Getting started with Feature Engineering in Databricks Unity Catalog

The Feature Engineering in Databricks Unity Catalog allows you to create a centralized repository of features. These features can be used to train & call your ML models. By saving features as feature engineering tables in Unity Catalog, you will be able to:

- Share features across your organization
- Increase discoverability sharing
- Ensures that the same feature computation code is used for model training and inference
- Enable real-time backend, leveraging your Delta Lake tables for batch training and Key-Value store for realtime inferences

Demo content

Multiple version of this demo are available, each version introducing a new concept and capabilities. We recommend following them one by one.

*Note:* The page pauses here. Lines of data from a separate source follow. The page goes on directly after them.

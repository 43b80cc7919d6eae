//! Monday packing scenario driven from a settings document.

use schoolbag_content::{ContentEvent, ContentReconciler, MemoryPersistence};
use schoolbag_core::{FixedWeekday, PendingTags, Settings, TagId, Weekday};
use std::collections::BTreeSet;

const MONDAY_SETTINGS: &str = r#"{
    "gender": "female",
    "birthday": "2016-03-14",
    "height": 132.0,
    "weight": 29.5,
    "lightingMode": "automatic",
    "animationType": "rainbow",
    "tags": {
        "04-a1": {
            "materialName": "Reading book",
            "imgName": "book.png",
            "monday": "1", "tuesday": "0", "wednesday": "0", "thursday": "0",
            "friday": "0", "saturday": "0", "sunday": "0"
        }
    },
    "currentContent": []
}"#;

fn book() -> TagId {
    "04-a1".parse().unwrap()
}

fn monday_reconciler() -> (
    ContentReconciler<MemoryPersistence, FixedWeekday>,
    MemoryPersistence,
) {
    let settings = Settings::from_json(MONDAY_SETTINGS).unwrap();
    let store = MemoryPersistence::new(settings.clone());
    let reconciler = ContentReconciler::new(
        settings,
        PendingTags::default(),
        store.clone(),
        FixedWeekday(Weekday::Monday),
    );
    (reconciler, store)
}

#[test]
fn monday_book_missing_then_packed() {
    let (mut reconciler, store) = monday_reconciler();

    assert_eq!(reconciler.target_content(), BTreeSet::from([book()]));
    let before = reconciler.reconciliation();
    assert_eq!(before.to_insert, BTreeSet::from([book()]));
    assert!(before.to_remove.is_empty());

    let events = reconciler.on_tag_accepted(book());
    assert_eq!(reconciler.current_content(), &BTreeSet::from([book()]));
    assert!(reconciler.reconciliation().is_settled());

    let packed = events
        .iter()
        .filter(|event| **event == ContentEvent::BagPacked)
        .count();
    assert_eq!(packed, 1);

    let persisted = store.settings();
    assert_eq!(persisted.current_content, vec![book()]);
    assert!(persisted.to_json().unwrap().contains("\"currentContent\""));
}

#[test]
fn unknown_tag_accepted_twice_queued_once() {
    let (mut reconciler, store) = monday_reconciler();
    let stranger: TagId = "de-ad-be-ef".parse().unwrap();

    reconciler.on_tag_accepted(stranger.clone());
    reconciler.on_tag_accepted(stranger.clone());

    assert_eq!(reconciler.registry().pending().tags, vec![stranger.clone()]);
    assert_eq!(store.pending().tags, vec![stranger]);
}

#[test]
fn tuesday_asks_to_take_the_book_out() {
    let settings = Settings::from_json(MONDAY_SETTINGS).unwrap();
    let mut reconciler = ContentReconciler::new(
        settings,
        PendingTags::default(),
        MemoryPersistence::default(),
        FixedWeekday(Weekday::Tuesday),
    );

    let events = reconciler.on_tag_accepted(book());
    assert!(!events.contains(&ContentEvent::BagPacked));
    assert_eq!(
        reconciler.reconciliation().to_remove,
        BTreeSet::from([book()])
    );
}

Introduction (this notebook)

- Ingest and prepare raw data.
- Create and register Feature Tables in Unity Catalog.
- Use `FeatureLookup` to join multiple feature sources.
- Train a model using the **Feature Engineering Client** (`FeatureEngineeringClient`).
- Register and promote the model to production in **Unity Catalog**.
- Perform **batch inference** using feature lineage.

Advanced version ([open the notebook]($./002_Feature_store_advanced))

- Combine multiple Feature Tables using **point-in-time lookup**.
- Create **Online Feature Tables** for real-time serving.
- Build and publish a **Feature Spec** for online inference.
- Deploy and query **Feature Serving Endpoints**.
- Serve a **UC-registered model** in real time with automatic feature lookup.

Spark Declarative Pipeline Feature Creation ([open the notebook]($./003_Feature_store_pipeline))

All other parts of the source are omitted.